Tell how many lines in the data contain the word "IngestError", and leave out everything else.

- [Exercise inputs]:

--------------------------------

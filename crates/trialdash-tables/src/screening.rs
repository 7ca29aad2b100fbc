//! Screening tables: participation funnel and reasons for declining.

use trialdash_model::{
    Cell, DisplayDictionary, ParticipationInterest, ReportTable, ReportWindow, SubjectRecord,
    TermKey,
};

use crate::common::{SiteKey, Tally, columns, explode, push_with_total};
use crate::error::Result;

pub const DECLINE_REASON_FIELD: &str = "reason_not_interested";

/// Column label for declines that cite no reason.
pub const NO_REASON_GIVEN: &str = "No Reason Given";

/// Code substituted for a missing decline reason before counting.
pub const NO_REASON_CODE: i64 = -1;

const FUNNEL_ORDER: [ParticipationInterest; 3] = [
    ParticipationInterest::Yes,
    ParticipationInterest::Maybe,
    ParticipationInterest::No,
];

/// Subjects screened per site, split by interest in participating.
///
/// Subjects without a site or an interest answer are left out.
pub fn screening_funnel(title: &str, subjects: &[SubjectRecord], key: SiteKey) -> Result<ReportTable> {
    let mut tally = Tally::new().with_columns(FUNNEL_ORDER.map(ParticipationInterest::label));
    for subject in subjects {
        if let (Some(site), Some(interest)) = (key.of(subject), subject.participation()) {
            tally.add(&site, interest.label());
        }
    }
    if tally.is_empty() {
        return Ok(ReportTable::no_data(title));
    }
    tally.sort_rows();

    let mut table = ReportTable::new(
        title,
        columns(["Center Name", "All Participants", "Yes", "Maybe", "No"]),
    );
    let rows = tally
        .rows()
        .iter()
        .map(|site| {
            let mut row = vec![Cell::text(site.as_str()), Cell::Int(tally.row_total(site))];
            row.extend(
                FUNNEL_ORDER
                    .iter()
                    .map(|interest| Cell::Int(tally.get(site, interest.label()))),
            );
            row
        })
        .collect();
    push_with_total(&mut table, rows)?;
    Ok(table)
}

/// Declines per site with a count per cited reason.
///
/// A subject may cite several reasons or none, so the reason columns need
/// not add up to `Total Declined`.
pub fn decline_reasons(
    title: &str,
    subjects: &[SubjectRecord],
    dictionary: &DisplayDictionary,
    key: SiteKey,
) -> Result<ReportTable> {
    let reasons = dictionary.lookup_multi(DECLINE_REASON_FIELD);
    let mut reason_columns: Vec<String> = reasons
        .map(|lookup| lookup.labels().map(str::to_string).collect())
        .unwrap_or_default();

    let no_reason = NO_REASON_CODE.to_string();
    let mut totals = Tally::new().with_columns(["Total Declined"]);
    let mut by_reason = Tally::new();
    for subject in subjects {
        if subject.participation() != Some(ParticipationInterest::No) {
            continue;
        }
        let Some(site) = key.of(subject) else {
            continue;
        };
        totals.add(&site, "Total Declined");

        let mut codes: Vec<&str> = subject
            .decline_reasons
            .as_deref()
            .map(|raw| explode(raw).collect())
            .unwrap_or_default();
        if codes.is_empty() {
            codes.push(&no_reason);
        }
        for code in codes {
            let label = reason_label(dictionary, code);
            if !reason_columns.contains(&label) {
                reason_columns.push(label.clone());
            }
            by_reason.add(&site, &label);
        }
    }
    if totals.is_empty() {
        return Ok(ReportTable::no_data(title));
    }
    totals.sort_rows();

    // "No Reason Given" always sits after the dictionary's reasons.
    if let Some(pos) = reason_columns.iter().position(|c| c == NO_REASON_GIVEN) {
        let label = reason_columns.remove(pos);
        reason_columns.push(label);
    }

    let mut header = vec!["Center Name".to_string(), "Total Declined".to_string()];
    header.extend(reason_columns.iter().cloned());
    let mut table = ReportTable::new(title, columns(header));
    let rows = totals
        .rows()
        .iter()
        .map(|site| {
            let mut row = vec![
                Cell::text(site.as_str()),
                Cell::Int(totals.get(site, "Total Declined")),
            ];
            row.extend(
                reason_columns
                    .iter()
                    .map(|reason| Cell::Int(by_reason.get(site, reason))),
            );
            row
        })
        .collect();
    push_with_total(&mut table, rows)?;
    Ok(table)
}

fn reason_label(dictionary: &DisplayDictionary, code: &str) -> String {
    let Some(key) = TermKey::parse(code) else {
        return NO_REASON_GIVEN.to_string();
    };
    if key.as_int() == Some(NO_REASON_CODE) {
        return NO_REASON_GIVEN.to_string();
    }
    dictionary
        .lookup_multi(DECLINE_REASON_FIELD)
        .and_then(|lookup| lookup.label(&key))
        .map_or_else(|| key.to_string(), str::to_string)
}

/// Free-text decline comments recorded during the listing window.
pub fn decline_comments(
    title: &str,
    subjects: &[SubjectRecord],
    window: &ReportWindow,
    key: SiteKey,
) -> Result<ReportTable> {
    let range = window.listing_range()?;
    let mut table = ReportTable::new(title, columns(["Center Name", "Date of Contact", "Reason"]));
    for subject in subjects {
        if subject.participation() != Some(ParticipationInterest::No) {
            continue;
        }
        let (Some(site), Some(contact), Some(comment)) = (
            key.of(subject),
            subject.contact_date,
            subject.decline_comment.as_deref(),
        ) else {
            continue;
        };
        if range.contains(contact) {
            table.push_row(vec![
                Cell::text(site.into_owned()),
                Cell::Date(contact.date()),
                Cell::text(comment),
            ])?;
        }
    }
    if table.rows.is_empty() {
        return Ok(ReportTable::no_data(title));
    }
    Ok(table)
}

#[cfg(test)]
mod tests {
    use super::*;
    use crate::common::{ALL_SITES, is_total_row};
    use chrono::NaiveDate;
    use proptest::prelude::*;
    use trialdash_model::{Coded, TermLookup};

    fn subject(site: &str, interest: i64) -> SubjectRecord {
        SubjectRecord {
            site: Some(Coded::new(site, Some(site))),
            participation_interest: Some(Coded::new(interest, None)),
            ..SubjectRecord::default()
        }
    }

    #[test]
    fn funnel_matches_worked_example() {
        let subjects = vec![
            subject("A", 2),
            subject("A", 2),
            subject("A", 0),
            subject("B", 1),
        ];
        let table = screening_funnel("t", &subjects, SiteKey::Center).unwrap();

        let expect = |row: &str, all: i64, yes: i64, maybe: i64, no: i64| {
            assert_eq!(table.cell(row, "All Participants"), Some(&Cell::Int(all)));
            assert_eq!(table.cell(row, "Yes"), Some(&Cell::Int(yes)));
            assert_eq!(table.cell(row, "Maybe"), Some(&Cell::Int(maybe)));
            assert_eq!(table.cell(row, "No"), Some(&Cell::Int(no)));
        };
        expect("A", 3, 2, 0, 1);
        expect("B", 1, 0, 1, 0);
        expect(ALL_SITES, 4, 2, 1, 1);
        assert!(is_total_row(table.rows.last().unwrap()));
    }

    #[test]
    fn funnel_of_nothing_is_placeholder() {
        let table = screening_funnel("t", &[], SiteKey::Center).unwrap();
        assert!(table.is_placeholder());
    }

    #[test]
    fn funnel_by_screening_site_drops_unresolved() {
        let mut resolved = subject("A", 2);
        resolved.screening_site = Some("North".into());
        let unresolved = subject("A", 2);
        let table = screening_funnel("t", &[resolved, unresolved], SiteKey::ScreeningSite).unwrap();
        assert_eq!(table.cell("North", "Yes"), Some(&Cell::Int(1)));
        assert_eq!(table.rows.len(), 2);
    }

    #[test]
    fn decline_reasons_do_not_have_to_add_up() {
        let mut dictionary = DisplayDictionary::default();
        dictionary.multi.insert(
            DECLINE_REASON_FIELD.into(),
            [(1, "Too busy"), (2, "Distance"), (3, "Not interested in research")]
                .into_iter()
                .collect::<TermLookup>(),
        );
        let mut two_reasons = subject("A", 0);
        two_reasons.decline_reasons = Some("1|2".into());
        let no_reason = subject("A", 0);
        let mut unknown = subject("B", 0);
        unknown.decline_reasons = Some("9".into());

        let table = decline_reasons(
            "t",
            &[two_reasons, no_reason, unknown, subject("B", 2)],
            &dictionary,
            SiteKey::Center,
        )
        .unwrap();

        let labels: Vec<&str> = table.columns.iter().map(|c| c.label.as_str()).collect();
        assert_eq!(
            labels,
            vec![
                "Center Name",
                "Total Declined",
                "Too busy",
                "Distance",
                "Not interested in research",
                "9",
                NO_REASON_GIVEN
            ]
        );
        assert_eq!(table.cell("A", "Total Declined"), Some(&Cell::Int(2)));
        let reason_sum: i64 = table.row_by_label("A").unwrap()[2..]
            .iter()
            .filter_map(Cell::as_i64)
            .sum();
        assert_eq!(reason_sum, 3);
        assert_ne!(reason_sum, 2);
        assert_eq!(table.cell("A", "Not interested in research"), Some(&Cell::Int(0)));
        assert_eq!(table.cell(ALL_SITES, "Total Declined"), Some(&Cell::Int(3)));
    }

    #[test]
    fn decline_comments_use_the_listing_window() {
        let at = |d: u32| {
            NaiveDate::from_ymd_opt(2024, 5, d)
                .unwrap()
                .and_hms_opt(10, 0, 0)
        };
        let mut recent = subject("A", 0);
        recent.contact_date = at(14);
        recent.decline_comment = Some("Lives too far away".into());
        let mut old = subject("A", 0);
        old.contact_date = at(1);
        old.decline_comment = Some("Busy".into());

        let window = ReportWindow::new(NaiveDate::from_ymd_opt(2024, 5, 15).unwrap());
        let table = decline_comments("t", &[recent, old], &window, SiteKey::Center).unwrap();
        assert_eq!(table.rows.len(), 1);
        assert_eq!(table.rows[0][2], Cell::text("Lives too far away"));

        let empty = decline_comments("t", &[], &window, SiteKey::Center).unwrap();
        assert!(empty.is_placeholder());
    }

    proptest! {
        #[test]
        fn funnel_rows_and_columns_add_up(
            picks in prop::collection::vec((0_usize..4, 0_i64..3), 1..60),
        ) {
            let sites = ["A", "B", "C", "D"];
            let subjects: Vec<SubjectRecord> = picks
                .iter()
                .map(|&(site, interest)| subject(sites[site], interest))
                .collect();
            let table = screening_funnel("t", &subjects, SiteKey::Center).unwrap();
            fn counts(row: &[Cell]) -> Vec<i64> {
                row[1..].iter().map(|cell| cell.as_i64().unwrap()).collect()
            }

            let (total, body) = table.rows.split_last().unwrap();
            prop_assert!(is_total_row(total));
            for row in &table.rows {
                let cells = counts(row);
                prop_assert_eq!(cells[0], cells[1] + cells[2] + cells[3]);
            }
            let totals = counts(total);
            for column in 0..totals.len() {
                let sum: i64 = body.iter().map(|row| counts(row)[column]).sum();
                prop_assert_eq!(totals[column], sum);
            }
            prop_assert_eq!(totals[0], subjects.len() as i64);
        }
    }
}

--------------------------------

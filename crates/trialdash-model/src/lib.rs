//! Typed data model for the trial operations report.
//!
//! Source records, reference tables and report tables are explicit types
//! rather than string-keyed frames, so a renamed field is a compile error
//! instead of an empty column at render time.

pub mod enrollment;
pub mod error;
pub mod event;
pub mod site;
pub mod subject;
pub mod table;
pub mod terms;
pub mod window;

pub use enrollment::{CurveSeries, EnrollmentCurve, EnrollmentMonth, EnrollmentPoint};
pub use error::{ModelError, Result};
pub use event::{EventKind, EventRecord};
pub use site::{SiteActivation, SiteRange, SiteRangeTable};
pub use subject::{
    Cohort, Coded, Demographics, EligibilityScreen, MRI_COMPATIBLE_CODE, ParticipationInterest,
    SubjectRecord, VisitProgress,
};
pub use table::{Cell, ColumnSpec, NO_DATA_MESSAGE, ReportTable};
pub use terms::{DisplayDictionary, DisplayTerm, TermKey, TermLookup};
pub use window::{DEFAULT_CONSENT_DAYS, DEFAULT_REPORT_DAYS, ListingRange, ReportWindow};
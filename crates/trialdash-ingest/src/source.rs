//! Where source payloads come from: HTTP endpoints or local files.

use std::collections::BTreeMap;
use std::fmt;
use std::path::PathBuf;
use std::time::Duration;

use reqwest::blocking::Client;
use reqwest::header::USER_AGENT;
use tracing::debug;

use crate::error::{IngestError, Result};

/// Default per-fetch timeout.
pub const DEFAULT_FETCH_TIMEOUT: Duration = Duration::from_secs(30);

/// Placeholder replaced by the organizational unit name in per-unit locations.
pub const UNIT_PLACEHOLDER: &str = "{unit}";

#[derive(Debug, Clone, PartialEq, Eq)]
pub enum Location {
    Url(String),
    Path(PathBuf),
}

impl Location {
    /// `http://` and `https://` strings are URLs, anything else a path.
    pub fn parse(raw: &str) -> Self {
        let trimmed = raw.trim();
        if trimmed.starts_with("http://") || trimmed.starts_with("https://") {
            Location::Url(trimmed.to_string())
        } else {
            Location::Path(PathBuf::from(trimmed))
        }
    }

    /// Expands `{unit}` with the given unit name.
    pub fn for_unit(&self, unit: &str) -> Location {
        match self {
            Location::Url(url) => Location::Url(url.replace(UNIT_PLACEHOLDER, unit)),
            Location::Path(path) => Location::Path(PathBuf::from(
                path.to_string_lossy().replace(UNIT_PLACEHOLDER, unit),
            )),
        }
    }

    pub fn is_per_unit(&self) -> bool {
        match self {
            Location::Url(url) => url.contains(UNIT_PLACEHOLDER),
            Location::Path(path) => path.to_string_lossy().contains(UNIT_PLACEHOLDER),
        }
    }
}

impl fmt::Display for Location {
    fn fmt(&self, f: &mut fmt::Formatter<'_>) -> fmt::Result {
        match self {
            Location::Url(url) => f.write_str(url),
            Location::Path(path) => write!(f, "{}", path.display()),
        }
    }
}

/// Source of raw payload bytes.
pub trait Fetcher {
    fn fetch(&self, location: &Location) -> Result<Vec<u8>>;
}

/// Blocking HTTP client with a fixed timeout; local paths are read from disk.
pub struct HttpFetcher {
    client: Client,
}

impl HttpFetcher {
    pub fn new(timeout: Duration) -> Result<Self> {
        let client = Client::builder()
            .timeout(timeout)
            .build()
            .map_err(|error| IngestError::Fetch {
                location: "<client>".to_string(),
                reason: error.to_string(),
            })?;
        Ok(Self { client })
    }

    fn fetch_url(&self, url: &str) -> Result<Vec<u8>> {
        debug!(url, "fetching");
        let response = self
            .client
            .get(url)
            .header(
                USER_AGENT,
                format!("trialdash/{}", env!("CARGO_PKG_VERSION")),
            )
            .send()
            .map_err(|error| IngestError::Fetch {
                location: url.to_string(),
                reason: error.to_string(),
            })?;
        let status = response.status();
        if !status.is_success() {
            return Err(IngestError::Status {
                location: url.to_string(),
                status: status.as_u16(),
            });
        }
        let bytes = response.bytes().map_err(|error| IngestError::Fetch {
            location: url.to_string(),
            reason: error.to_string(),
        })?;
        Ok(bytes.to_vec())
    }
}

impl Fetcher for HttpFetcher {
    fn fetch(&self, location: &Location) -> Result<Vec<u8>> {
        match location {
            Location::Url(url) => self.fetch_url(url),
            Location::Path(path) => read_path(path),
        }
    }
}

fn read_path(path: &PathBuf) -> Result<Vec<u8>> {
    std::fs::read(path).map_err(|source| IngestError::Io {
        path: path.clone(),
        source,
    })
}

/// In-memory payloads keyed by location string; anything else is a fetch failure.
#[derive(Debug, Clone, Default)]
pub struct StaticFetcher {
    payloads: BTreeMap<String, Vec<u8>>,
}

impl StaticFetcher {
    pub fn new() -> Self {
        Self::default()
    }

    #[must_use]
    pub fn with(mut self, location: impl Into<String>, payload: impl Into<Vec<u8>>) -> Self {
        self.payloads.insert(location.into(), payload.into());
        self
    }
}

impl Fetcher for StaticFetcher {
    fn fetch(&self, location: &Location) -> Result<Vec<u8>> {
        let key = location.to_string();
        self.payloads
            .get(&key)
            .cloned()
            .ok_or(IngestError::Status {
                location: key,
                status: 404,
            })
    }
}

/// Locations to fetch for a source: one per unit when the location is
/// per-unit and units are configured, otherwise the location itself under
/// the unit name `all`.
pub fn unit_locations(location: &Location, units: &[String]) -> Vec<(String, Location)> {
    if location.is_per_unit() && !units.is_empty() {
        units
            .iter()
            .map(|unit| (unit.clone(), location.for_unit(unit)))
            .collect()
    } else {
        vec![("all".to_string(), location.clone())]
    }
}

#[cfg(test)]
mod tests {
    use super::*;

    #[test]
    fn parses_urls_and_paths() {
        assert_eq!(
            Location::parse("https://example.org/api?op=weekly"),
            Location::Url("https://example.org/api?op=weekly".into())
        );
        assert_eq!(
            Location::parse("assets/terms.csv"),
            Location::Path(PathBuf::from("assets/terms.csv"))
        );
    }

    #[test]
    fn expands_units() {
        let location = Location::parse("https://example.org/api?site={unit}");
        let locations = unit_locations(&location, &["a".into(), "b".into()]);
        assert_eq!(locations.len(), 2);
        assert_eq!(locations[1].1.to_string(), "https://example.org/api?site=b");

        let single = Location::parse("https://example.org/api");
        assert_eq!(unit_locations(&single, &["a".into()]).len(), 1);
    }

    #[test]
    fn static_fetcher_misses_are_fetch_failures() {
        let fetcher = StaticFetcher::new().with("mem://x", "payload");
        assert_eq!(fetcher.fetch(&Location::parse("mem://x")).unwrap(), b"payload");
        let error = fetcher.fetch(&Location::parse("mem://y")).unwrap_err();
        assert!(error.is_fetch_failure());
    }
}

--------------------------------

- [Task result]: 7